During a heated matchup, Shroud threw a grenade that presumably should have wiped out two players on the opposing side. The grenade exploded and did very little damage, leaving the casters at the event asking, "How is he alive?" with regard to one Shroud's opponents.

That moment was held up as yet another reason that PUBG should not be played professionally. But objects may not have been as close as they appeared in game. A Twitter user shared a screenshot online that placed the grenade a bit further away, leading to the possibility that it wasn't a glitched-out grenade, but rather a misjudged throw by Shroud.


Were it not a charity tournament, it's probably a battle that would still be raging on. As it happens, everyone's simply moved on.

He once killed three members of Cloud9 in a Rainbow Six: Siege match

The majority of Shroud's time in professional gaming came on the squad known as Cloud9, a talented group of gamers who are known for their prowess across a few titles — namely, Counter-Strike: Global Offensive. But the times, they are a-changin'. And when a new esports game pops up, most pro teams give it a look and decide whether or not they'll put together a pro roster. Cloud9 eventually settled on assembling a team for Rainbow Six: Siege, a competitive first-person-shooter. And Shroud, now a retired-pro-turned-streamer, independently decided one day to check the game out while on stream.


The two entities — Shroud and his former pro team, Cloud9 — met in the wild. And it went about the way you'd expect, if you'd expect Shroud to wipe the floor with anyone in his path.

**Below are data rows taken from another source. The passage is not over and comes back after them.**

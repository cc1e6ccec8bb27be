use async_trait::async_trait;
use axum::body::{to_bytes, Body};
use axum::http::{Request, StatusCode};
use axum::Router;
use std::net::{IpAddr, Ipv4Addr, SocketAddr};
use tower::ServiceExt;
use userauth_api_types::request::AuthRequest;
use userauth_auth::{AuthError, AuthProvider, AuthResult};
use userauth_server::ServiceConfig;

pub fn service_config() -> ServiceConfig {
    ServiceConfig {
        address: SocketAddr::new(IpAddr::V4(Ipv4Addr::LOCALHOST), 3000),
        metrics_address: SocketAddr::new(IpAddr::V4(Ipv4Addr::LOCALHOST), 3001),
    }
}

/// Fails every operation the way a broken backing service would.
#[derive(Default)]
pub struct BrokenAuthProvider;

#[async_trait]
impl AuthProvider for BrokenAuthProvider {
    type Config = ();

    async fn healthcheck(&self) -> anyhow::Result<()> {
        Err(anyhow::anyhow!("credential store unreachable"))
    }

    async fn authenticate(&self, _request: &AuthRequest) -> AuthResult<()> {
        Err(AuthError::ServiceError(anyhow::anyhow!("credential store unreachable")))
    }
}

/// Sends a GET through the router and returns the status with the body as text.
pub async fn get(router: Router, uri: &str) -> (StatusCode, String) {
    let response = router
        .oneshot(Request::builder().uri(uri).body(Body::empty()).unwrap())
        .await
        .unwrap();

    let status = response.status();
    let body = to_bytes(response.into_body(), 100_000).await.unwrap();

    (status, String::from_utf8(body.to_vec()).unwrap())
}
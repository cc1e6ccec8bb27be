#![cfg_attr(docsrs, feature(doc_cfg))]

pub mod request;

pub mod response;

/// Path of the credential-checking endpoint, relative to the service root.
pub const USERS_PATH: &str = "/users/";
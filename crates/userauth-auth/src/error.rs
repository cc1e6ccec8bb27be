use axum::http::StatusCode;
use axum::response::{IntoResponse, Response};
use sha2::{Digest, Sha256};
use thiserror::Error;

pub type AuthResult<T> = Result<T, AuthError>;

#[derive(Error, Debug)]
pub enum AuthError {
    #[error("The credentials supplied were rejected")]
    AuthenticationFailed,
    #[error("No verdict is known for the credentials supplied")]
    UnknownCredentials,
    #[error("This operation is not implemented")]
    Unimplemented,
    #[error("Internal error ({})", error_id(_0))]
    ServiceError(#[from] anyhow::Error),
}

impl AuthError {
    /// Label used for the `outcome` dimension of auth metrics.
    #[must_use]
    pub fn metric_label(&self) -> &'static str {
        match self {
            Self::AuthenticationFailed => "rejected",
            Self::UnknownCredentials => "unknown",
            Self::Unimplemented => "unimplemented",
            Self::ServiceError(_) => "service_error",
        }
    }

    #[must_use]
    pub fn status_code(&self) -> StatusCode {
        match self {
            Self::AuthenticationFailed => StatusCode::UNAUTHORIZED,
            Self::UnknownCredentials => StatusCode::NOT_IMPLEMENTED,
            Self::Unimplemented => StatusCode::NOT_IMPLEMENTED,
            Self::ServiceError(_) => StatusCode::INTERNAL_SERVER_ERROR,
        }
    }
}

/// Every outcome of `/users/` is signalled by the status alone, so the body stays empty.
impl IntoResponse for AuthError {
    fn into_response(self) -> Response {
        if let Self::ServiceError(error) = &self {
            tracing::error!(?error, id = %error_id(error), "Encountered service error in auth operation");
        }
        self.status_code().into_response()
    }
}

/// We can't disclose the actual message, it could contain private info or attacker-injected strings.
/// But it is useful to differentiate between different types of internal errors.
fn error_id(err: &anyhow::Error) -> String {
    let msg = err.to_string();
    format!("{:.6x}", Sha256::digest(msg.as_bytes()))
}

#[cfg(test)]
mod tests {
    use super::*;

    #[test]
    fn rejection_is_unauthorized() {
        assert_eq!(AuthError::AuthenticationFailed.status_code(), StatusCode::UNAUTHORIZED);
    }

    #[test]
    fn unknown_credentials_are_not_guessed() {
        assert_eq!(AuthError::UnknownCredentials.status_code(), StatusCode::NOT_IMPLEMENTED);
    }

    #[test]
    fn service_error_message_hides_cause() {
        let err = AuthError::from(anyhow::anyhow!("db password is hunter2"));
        let msg = err.to_string();

        assert!(msg.starts_with("Internal error ("));
        assert!(!msg.contains("hunter2"));
    }
}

That's right. In a pretty stunning case of right place, right time, Shroud matched up against several Cloud9 professional players, who were online putting in practice on Siege. Shroud, who primarily plays other games, had installed Siege to check it out, and while matchmaking, drew his old squad. And in one of the rounds, he team-wiped the entire Cloud9 team.

At least Cloud9 knows where it can look for a replacement player should they need one.

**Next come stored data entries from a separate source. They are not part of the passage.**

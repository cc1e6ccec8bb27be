#![cfg_attr(docsrs, feature(doc_cfg))]

use async_trait::async_trait;
use userauth_api_types::request::AuthRequest;

#[cfg(feature = "table-backend")]
#[cfg_attr(docsrs, doc(cfg(feature = "table-backend")))]
pub mod table_backend;

pub mod no_backend;

mod error;

pub use error::*;

#[async_trait]
pub trait AuthProvider {
    type Config;

    async fn healthcheck(&self) -> anyhow::Result<()>;

    /// Check a username/password pair.
    ///
    /// `Ok(())` accepts the credentials. A rejection is [`AuthError::AuthenticationFailed`],
    /// which is an ordinary outcome and is answered with 401, not treated as a fault.
    ///
    /// Backends that hold no verdict for a pair must return [`AuthError::UnknownCredentials`]
    /// rather than guess.
    async fn authenticate(&self, request: &AuthRequest) -> AuthResult<()>;
}
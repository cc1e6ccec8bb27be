use serde::{Deserialize, Serialize};

/// Status and body returned by `/users/`.
///
/// The body is expected to be empty (after trimming whitespace) for every outcome;
/// the status code alone carries the result.
#[derive(Clone, Debug, PartialEq, Eq, Serialize, Deserialize)]
pub struct AuthResponse {
    pub status_code: u16,
    pub body: String,
}

/// How a caller should read an [`AuthResponse`].
#[derive(Clone, Copy, Debug, PartialEq, Eq)]
pub enum AuthOutcome {
    /// 200: the credentials were accepted.
    Accepted,
    /// 401: the credentials were rejected.
    Rejected,
    /// Anything else, including 501 for credentials the endpoint has no verdict for.
    Unexpected(u16),
}

impl AuthResponse {
    #[must_use]
    pub fn new(status_code: u16, body: impl Into<String>) -> Self {
        Self {
            status_code,
            body: body.into(),
        }
    }

    #[must_use]
    pub fn is_body_empty(&self) -> bool {
        self.body.trim().is_empty()
    }

    #[must_use]
    pub fn outcome(&self) -> AuthOutcome {
        match self.status_code {
            200 => AuthOutcome::Accepted,
            401 => AuthOutcome::Rejected,
            other => AuthOutcome::Unexpected(other),
        }
    }
}
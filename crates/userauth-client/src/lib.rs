use anyhow::Context;
use reqwest::Url;
use thiserror::Error;
use userauth_api_types::request::AuthRequest;
use userauth_api_types::response::AuthResponse;
use userauth_api_types::USERS_PATH;

pub mod transport;

pub use transport::mock::MockTransport;
pub use transport::{Reply, ReqwestTransport, Transport};

/// Where a locally started server listens by default.
pub const DEFAULT_ENDPOINT: &str = "http://127.0.0.1:8000";

#[derive(Error, Debug)]
pub enum Error {
    #[error("Endpoint is not a usable URL")]
    InvalidEndpoint(#[source] anyhow::Error),
    #[error("Failed to reach the userauth server")]
    Transport(#[from] reqwest::Error),
    #[error("No reply was configured for a call to {0}")]
    UnexpectedCall(Url),
}

pub type Result<T> = std::result::Result<T, Error>;

pub struct Client<T = ReqwestTransport> {
    transport: T,
    users_url: Url,
}

impl Client {
    pub fn new(endpoint: &str) -> Result<Self> {
        Self::with_transport(endpoint, ReqwestTransport::new())
    }
}

impl<T: Transport> Client<T> {
    pub fn with_transport(endpoint: &str, transport: T) -> Result<Self> {
        let mut users_url = Url::parse(endpoint)
            .with_context(|| format!("'{endpoint}' is not a URL"))
            .map_err(Error::InvalidEndpoint)?;

        // credentials are appended as the query, so the endpoint must not carry one
        if users_url.query().is_some() || users_url.fragment().is_some() {
            return Err(Error::InvalidEndpoint(anyhow::anyhow!(
                "'{endpoint}' must not have a query or fragment"
            )));
        }

        users_url
            .path_segments_mut()
            .map_err(|()| {
                Error::InvalidEndpoint(anyhow::anyhow!("'{endpoint}' is not a hierarchical URL"))
            })?
            .pop_if_empty()
            .extend(USERS_PATH.trim_start_matches('/').split('/'));

        Ok(Self {
            transport,
            users_url,
        })
    }

    /// Submit credentials to `/users/`.
    ///
    /// A rejection is still `Ok`: check [`AuthResponse::outcome`]. `Err` means no
    /// response was obtained at all.
    pub async fn authenticate(&self, request: &AuthRequest) -> Result<AuthResponse> {
        let mut url = self.users_url.clone();

        url.query_pairs_mut().extend_pairs(request.query_pairs());

        let reply = self.transport.get(url).await?;

        tracing::debug!(
            username = %request.username,
            status = %reply.status,
            "Authentication request completed"
        );

        Ok(AuthResponse::new(reply.status.as_u16(), reply.body))
    }

    #[must_use]
    pub fn users_url(&self) -> &Url {
        &self.users_url
    }

    #[must_use]
    pub fn transport(&self) -> &T {
        &self.transport
    }
}
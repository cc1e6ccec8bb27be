use serde::{Deserialize, Serialize};
use std::fmt;

/// Credentials submitted to `/users/` as the `username` and `password` query parameters.
#[derive(Clone, PartialEq, Eq, Serialize, Deserialize)]
pub struct AuthRequest {
    pub username: String,
    pub password: String,
}

impl AuthRequest {
    #[must_use]
    pub fn new(username: impl Into<String>, password: impl Into<String>) -> Self {
        Self {
            username: username.into(),
            password: password.into(),
        }
    }

    /// Query pairs in the order they are put on the wire.
    #[must_use]
    pub fn query_pairs(&self) -> [(&'static str, &str); 2] {
        [("username", self.username.as_str()), ("password", self.password.as_str())]
    }
}

// Keeps passwords out of logs and panic messages.
impl fmt::Debug for AuthRequest {
    fn fmt(&self, f: &mut fmt::Formatter<'_>) -> fmt::Result {
        f.debug_struct("AuthRequest")
            .field("username", &self.username)
            .field("password", &"<redacted>")
            .finish()
    }
}
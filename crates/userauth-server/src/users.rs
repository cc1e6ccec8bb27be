use crate::ServiceState;
use axum::extract::rejection::QueryRejection;
use axum::extract::{Query, State};
use axum::http::StatusCode;
use metrics::counter;
use std::sync::Arc;
use userauth_api_types::request::AuthRequest;
use userauth_auth::{AuthError, AuthProvider};

/// `GET /users/?username=..&password=..`
///
/// Every outcome is reported through the status code with an empty body: 200 when the
/// credentials are accepted, 401 when they are rejected.
pub async fn authenticate<A>(
    State(state): State<Arc<ServiceState<A>>>,
    query: Result<Query<AuthRequest>, QueryRejection>,
) -> Result<StatusCode, AuthError>
where
    A: AuthProvider + Sync,
{
    let Ok(Query(request)) = query else {
        counter!("userauth_authentications_total", "outcome" => "bad_request").increment(1);
        return Ok(StatusCode::BAD_REQUEST);
    };

    let res = state.auth.authenticate(&request).await;

    let outcome = match &res {
        Ok(()) => "accepted",
        Err(e) => e.metric_label(),
    };
    counter!("userauth_authentications_total", "outcome" => outcome).increment(1);

    tracing::debug!(username = %request.username, outcome, "Handled authentication request");

    res.map(|()| StatusCode::OK)
}
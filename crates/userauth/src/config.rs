use anyhow::Context;
use serde::Deserialize;
use std::fs::read_to_string;
use std::path::Path;
use userauth_auth::AuthProvider;
use userauth_server::ServiceConfig;

#[derive(Deserialize)]
pub struct Config<A: AuthProvider> {
    pub service: ServiceConfig,
    #[serde(flatten)]
    pub auth_config: A::Config,
}

impl<A> Config<A>
where
    A: AuthProvider,
    A::Config: for<'de> Deserialize<'de>,
{
    pub fn from_path(path: &Path) -> anyhow::Result<Self> {
        let raw = read_to_string(path)
            .context("Failed to read config file from disk, is it present?")?;

        serde_yaml::from_str(&raw)
            .context("Failed to deserialize config file, please make sure its in the right format")
    }
}
use clap::Parser;

#[tokio::main]
async fn main() -> anyhow::Result<()> {
    tracing_subscriber::fmt::init();

    let args = userauth::cli::UserauthArgs::parse();

    userauth::start_listening(args).await?.await
}
use clap::Parser;
use std::path::PathBuf;

#[derive(Parser, Debug)]
#[command(author, version, about, long_about = None)]
pub struct UserauthArgs {
    /// Path to the config file.
    #[arg(short, long)]
    pub config: PathBuf,
}
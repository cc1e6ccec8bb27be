pub mod common;

use crate::common::{get, service_config, BrokenAuthProvider};
use axum::http::StatusCode;
use userauth_auth::no_backend::NoAuthProvider;
use userauth_auth::table_backend::{Config, TableAuthProvider};
use userauth_server::router;

fn table_router() -> axum::Router {
    router(service_config(), TableAuthProvider::new(Config::default()).unwrap())
}

#[tokio::test]
async fn authentication_failed() {
    let _ = tracing_subscriber::fmt::fmt().with_test_writer().try_init();

    let (status, body) = get(table_router(), "/users/?username=admin&password=admin").await;

    assert_eq!(status, StatusCode::UNAUTHORIZED);
    assert_eq!(body.trim(), "");
}

#[tokio::test]
async fn authentication_success() {
    let _ = tracing_subscriber::fmt::fmt().with_test_writer().try_init();

    let (status, body) = get(table_router(), "/users/?username=admin&password=qwerty").await;

    assert_eq!(status, StatusCode::OK);
    assert_eq!(body.trim(), "");
}

#[tokio::test]
async fn repeated_requests_agree() {
    let _ = tracing_subscriber::fmt::fmt().with_test_writer().try_init();

    let router = table_router();

    for _ in 0..3 {
        let (status, _) = get(router.clone(), "/users/?username=admin&password=admin").await;
        assert_eq!(status, StatusCode::UNAUTHORIZED);

        let (status, _) = get(router.clone(), "/users/?username=admin&password=qwerty").await;
        assert_eq!(status, StatusCode::OK);
    }
}

#[tokio::test]
async fn unknown_credentials_are_flagged() {
    let _ = tracing_subscriber::fmt::fmt().with_test_writer().try_init();

    let (status, body) = get(table_router(), "/users/?username=guest&password=qwerty").await;

    assert_eq!(status, StatusCode::NOT_IMPLEMENTED);
    assert_eq!(body, "");
}

#[tokio::test]
async fn missing_password_is_bad_request() {
    let _ = tracing_subscriber::fmt::fmt().with_test_writer().try_init();

    let (status, body) = get(table_router(), "/users/?username=admin").await;

    assert_eq!(status, StatusCode::BAD_REQUEST);
    assert_eq!(body, "");

    let (status, _) = get(table_router(), "/users/").await;

    assert_eq!(status, StatusCode::BAD_REQUEST);
}

#[tokio::test]
async fn service_error_hides_details() {
    let _ = tracing_subscriber::fmt::fmt().with_test_writer().try_init();

    let (status, body) = get(
        router(service_config(), BrokenAuthProvider),
        "/users/?username=admin&password=qwerty",
    )
    .await;

    assert_eq!(status, StatusCode::INTERNAL_SERVER_ERROR);
    assert_eq!(body, "");
}

#[tokio::test]
async fn no_backend_is_unimplemented() {
    let _ = tracing_subscriber::fmt::fmt().with_test_writer().try_init();

    let (status, _) = get(
        router(service_config(), NoAuthProvider),
        "/users/?username=admin&password=qwerty",
    )
    .await;

    assert_eq!(status, StatusCode::NOT_IMPLEMENTED);
}

#[tokio::test]
async fn other_paths_are_not_found() {
    let _ = tracing_subscriber::fmt::fmt().with_test_writer().try_init();

    let (status, _) = get(table_router(), "/accounts/?username=admin&password=qwerty").await;

    assert_eq!(status, StatusCode::NOT_FOUND);
}

#[tokio::test]
async fn healthcheck_reports_backend_state() {
    let _ = tracing_subscriber::fmt::fmt().with_test_writer().try_init();

    let (status, body) = get(table_router(), "/healthcheck").await;
    assert_eq!(status, StatusCode::OK);
    assert_eq!(body, "OK");

    let (status, body) = get(router(service_config(), BrokenAuthProvider), "/healthcheck").await;
    assert_eq!(status, StatusCode::INTERNAL_SERVER_ERROR);
    assert_eq!(body, "auth failed");
}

He was temporarily banned from PUBG

PlayerUnknown himself, Brendan Greene, has been pretty outspoken about people who cheat or glitch inside PUBG. "In my house, you follow the rules or you GTFO," he's quoted as saying. So it should come as no surprise that the PUBG team doesn't take kindly to those who cheat and make the game experience less fun for others. And that feeling holds true regardless of who you are — an amateur newbie or, perhaps, a past professional gamer who is now a Twitch streamer.


Shroud flew a little too close to the sun in one of these instances. Though he wasn't technically cheating himself, Shroud found someone using a glitch in PUBG to basically fly their car through the air. And he rode in the flying car before ejecting onto a building and killing a player inside of it. PUBG responded with a temporary ban.

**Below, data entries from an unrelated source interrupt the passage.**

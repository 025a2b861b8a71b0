mod common;

use std::process::Command;

use common::{create_source_tree, get_stasm_build_binary, write_config};

// ===== SOURCES / HEADERS =====

#[test]
fn sources_lists_cpp_files() {
    let temp = create_source_tree(&["src/a.cpp", "src/sub/b.cpp", "src/readme.md"]);
    let root = temp.path().join("src");

    let output = Command::new(get_stasm_build_binary())
        .args(["--no-config", "sources", "--root"])
        .arg(&root)
        .output()
        .expect("Failed to execute stasm-build sources");

    assert!(output.status.success());
    let stdout = String::from_utf8_lossy(&output.stdout);
    let lines: Vec<&str> = stdout.lines().collect();
    assert_eq!(lines.len(), 2, "stdout: {stdout}");
    assert!(stdout.contains("a.cpp"));
    assert!(stdout.contains("b.cpp"));
    assert!(!stdout.contains("readme.md"));
}

#[test]
fn sources_with_custom_patterns() {
    let temp = create_source_tree(&["src/a.cpp", "src/b.cc", "src/c.h"]);

    let output = Command::new(get_stasm_build_binary())
        .args(["--no-config", "sources", "--pattern", "*.cc", "--pattern", "*.h", "--root"])
        .arg(temp.path().join("src"))
        .output()
        .expect("Failed to execute stasm-build sources --pattern");

    assert!(output.status.success());
    let stdout = String::from_utf8_lossy(&output.stdout);
    assert_eq!(stdout.lines().count(), 2, "stdout: {stdout}");
    assert!(!stdout.contains("a.cpp"));
}

#[test]
fn sources_missing_root_exits_nonzero() {
    let temp = create_source_tree(&[]);
    let missing = temp.path().join("nowhere");

    let output = Command::new(get_stasm_build_binary())
        .args(["--no-config", "sources", "--root"])
        .arg(&missing)
        .output()
        .expect("Failed to execute stasm-build sources");

    assert!(!output.status.success());
    let stderr = String::from_utf8_lossy(&output.stderr);
    assert!(stderr.contains("does not exist"), "stderr: {stderr}");
    assert!(stderr.contains("nowhere"), "stderr: {stderr}");
}

#[test]
fn headers_lists_h_and_mh() {
    let temp = create_source_tree(&["src/stasm.h", "src/MOD_1/initasm.mh", "src/stasm.cpp"]);

    let output = Command::new(get_stasm_build_binary())
        .args(["--no-config", "headers", "--root"])
        .arg(temp.path().join("src"))
        .output()
        .expect("Failed to execute stasm-build headers");

    assert!(output.status.success());
    let stdout = String::from_utf8_lossy(&output.stdout);
    assert_eq!(stdout.lines().count(), 2, "stdout: {stdout}");
    assert!(stdout.contains("initasm.mh"));
}

// ===== FLAGS =====

#[test]
fn flags_unix_strips_strict_prototypes() {
    let output = Command::new(get_stasm_build_binary())
        .args([
            "--no-config",
            "flags",
            "--toolchain",
            "unix",
            "--",
            "-Wstrict-prototypes",
            "-O2",
        ])
        .output()
        .expect("Failed to execute stasm-build flags");

    assert!(output.status.success());
    assert_eq!(String::from_utf8_lossy(&output.stdout).trim(), "-O2");
}

#[test]
fn flags_msvc_appends_exception_flag() {
    let output = Command::new(get_stasm_build_binary())
        .args(["--no-config", "flags", "--toolchain", "msvc", "--", "/O2"])
        .output()
        .expect("Failed to execute stasm-build flags");

    assert!(output.status.success());
    assert_eq!(String::from_utf8_lossy(&output.stdout).trim(), "/O2 /EHsc");
}

#[test]
fn flags_rejects_unknown_language() {
    let output = Command::new(get_stasm_build_binary())
        .args(["--no-config", "flags", "--language", "fortran", "--", "-O2"])
        .output()
        .expect("Failed to execute stasm-build flags");

    assert!(!output.status.success());
    let stderr = String::from_utf8_lossy(&output.stderr);
    assert!(stderr.contains("fortran"), "stderr: {stderr}");
}

#[test]
fn flags_language_accepts_aliases() {
    let output = Command::new(get_stasm_build_binary())
        .args([
            "--no-config",
            "flags",
            "--toolchain",
            "unix",
            "--language",
            "cpp",
            "--",
            "-O2",
            "-Wstrict-prototypes",
        ])
        .output()
        .expect("Failed to execute stasm-build flags");

    assert!(output.status.success());
    assert_eq!(String::from_utf8_lossy(&output.stdout).trim(), "-O2");
}

#[test]
fn flags_help_lists_languages() {
    let output = Command::new(get_stasm_build_binary())
        .args(["flags", "--help"])
        .output()
        .expect("Failed to execute stasm-build flags --help");

    assert!(output.status.success());
    let stdout = String::from_utf8_lossy(&output.stdout);
    assert!(stdout.contains("possible values"), "stdout: {stdout}");
    assert!(stdout.contains("c++"), "stdout: {stdout}");
}

// ===== LIBRARIES =====

#[test]
fn libraries_on_windows_are_versioned() {
    let output = Command::new(get_stasm_build_binary())
        .args(["--no-config", "libraries", "--platform", "windows"])
        .output()
        .expect("Failed to execute stasm-build libraries");

    assert!(output.status.success());
    let stdout = String::from_utf8_lossy(&output.stdout);
    let lines: Vec<&str> = stdout.lines().collect();
    assert_eq!(
        lines,
        ["opencv_core300", "opencv_imgproc300", "opencv_objdetect300"]
    );
}

#[test]
fn libraries_on_linux_are_plain() {
    let output = Command::new(get_stasm_build_binary())
        .args(["--no-config", "libraries", "--platform", "linux", "A", "B"])
        .output()
        .expect("Failed to execute stasm-build libraries");

    assert!(output.status.success());
    let stdout = String::from_utf8_lossy(&output.stdout);
    assert_eq!(stdout.lines().collect::<Vec<_>>(), ["A", "B"]);
}

// ===== PLAN / BUILD =====

#[test]
fn plan_json_for_windows() {
    let temp = create_source_tree(&["src/stasm.cpp", "src/MOD_1/facedet.cpp", "src/stasm.h"]);
    let config = write_config(temp.path(), &temp.path().join("src"), "");

    let output = Command::new(get_stasm_build_binary())
        .arg("--config")
        .arg(&config)
        .args(["plan", "--json", "--toolchain", "msvc", "--platform", "windows"])
        .output()
        .expect("Failed to execute stasm-build plan");

    assert!(
        output.status.success(),
        "stderr: {}",
        String::from_utf8_lossy(&output.stderr)
    );

    let plans: serde_json::Value = serde_json::from_slice(&output.stdout).unwrap();
    let plan = plans.get(0).unwrap();
    assert_eq!(plan["name"], "stasm._stasm");
    assert_eq!(plan["toolchain"], "msvc");
    assert_eq!(plan["platform"], "windows");
    assert_eq!(plan["sources"].as_array().unwrap().len(), 2);
    assert_eq!(plan["depends"].as_array().unwrap().len(), 1);
    assert_eq!(plan["libraries"][0], "opencv_core300");
    assert!(
        plan["flags"]
            .as_array()
            .unwrap()
            .iter()
            .any(|f| f == "/EHsc")
    );
}

#[test]
fn plan_fails_for_missing_source_root() {
    let temp = create_source_tree(&[]);
    let config = write_config(temp.path(), &temp.path().join("src"), "");

    let output = Command::new(get_stasm_build_binary())
        .arg("--config")
        .arg(&config)
        .arg("plan")
        .output()
        .expect("Failed to execute stasm-build plan");

    assert!(!output.status.success());
    let stderr = String::from_utf8_lossy(&output.stderr);
    assert!(stderr.contains("Failed to configure extension build"), "stderr: {stderr}");
    assert!(stderr.contains("does not exist"), "stderr: {stderr}");
}

#[test]
fn build_dry_run_prints_commands() {
    let temp = create_source_tree(&["src/stasm.cpp", "src/sub/asm.cpp"]);
    let config = write_config(
        temp.path(),
        &temp.path().join("src"),
        "base_flags = [\"-O2\", \"-Wstrict-prototypes\"]",
    );

    let output = Command::new(get_stasm_build_binary())
        .arg("--config")
        .arg(&config)
        .args(["build", "--dry-run", "--toolchain", "unix", "--platform", "linux"])
        .env("CXX", "c++")
        .env_remove("CFLAGS")
        .env_remove("CXXFLAGS")
        .output()
        .expect("Failed to execute stasm-build build --dry-run");

    assert!(
        output.status.success(),
        "stderr: {}",
        String::from_utf8_lossy(&output.stderr)
    );

    let stdout = String::from_utf8_lossy(&output.stdout);
    let lines: Vec<&str> = stdout.lines().collect();
    assert_eq!(lines.len(), 3, "stdout: {stdout}");
    assert!(lines.iter().take(2).all(|l| l.starts_with("c++ -c")));
    assert!(!stdout.contains("-Wstrict-prototypes"));
    assert!(stdout.contains("-lopencv_imgproc"));
    assert!(lines.last().unwrap().contains("-shared"));
}

#[test]
fn invalid_config_is_reported() {
    let temp = create_source_tree(&[]);
    let config = temp.path().join("broken.toml");
    std::fs::write(&config, "extension = 3").unwrap();

    let output = Command::new(get_stasm_build_binary())
        .arg("--config")
        .arg(&config)
        .arg("plan")
        .output()
        .expect("Failed to execute stasm-build plan");

    assert!(!output.status.success());
    let stderr = String::from_utf8_lossy(&output.stderr);
    assert!(stderr.contains("Failed to load configuration"), "stderr: {stderr}");
}

#[test]
fn help_lists_subcommands() {
    let output = Command::new(get_stasm_build_binary())
        .arg("--help")
        .output()
        .expect("Failed to execute stasm-build --help");

    assert!(output.status.success());
    let stdout = String::from_utf8_lossy(&output.stdout);
    for command in ["sources", "headers", "flags", "libraries", "plan", "build", "completion"] {
        assert!(stdout.contains(command), "missing {command} in help: {stdout}");
    }
}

"I was trying to have a good time," admitted Shroud, who was originally slated to serve out a month-long ban. In reality, he was back on the game in a shorter span of time.

After his PUBG ban, he took a shot at trying to kill the glitchers instead

By the time Shroud had served out his suspension, not much had changed inside PUBG. The very same car glitch that got him banned from the game was still out in the wild and being used on the regular. And it was being used so often, in fact, that Shroud actually found himself playing against other people who were trying to use the exploit.


But this time, Shroud didn't hop in the passenger seat for a joyride. Instead, he tried to bring the ride to a stop.

"I think I can kill him," said a confident Shroud, looking down the scope of his gun to line it up. And on the other side of those sights? The pilot of a flying car — a car not unlike the one Shroud rode to a ban. With a few clicks of the mouse, Shroud eliminated the opposing player, causing the car to fall out of the sky and back down to earth. And just to finish the job, Shroud then killed the passenger of the car, too.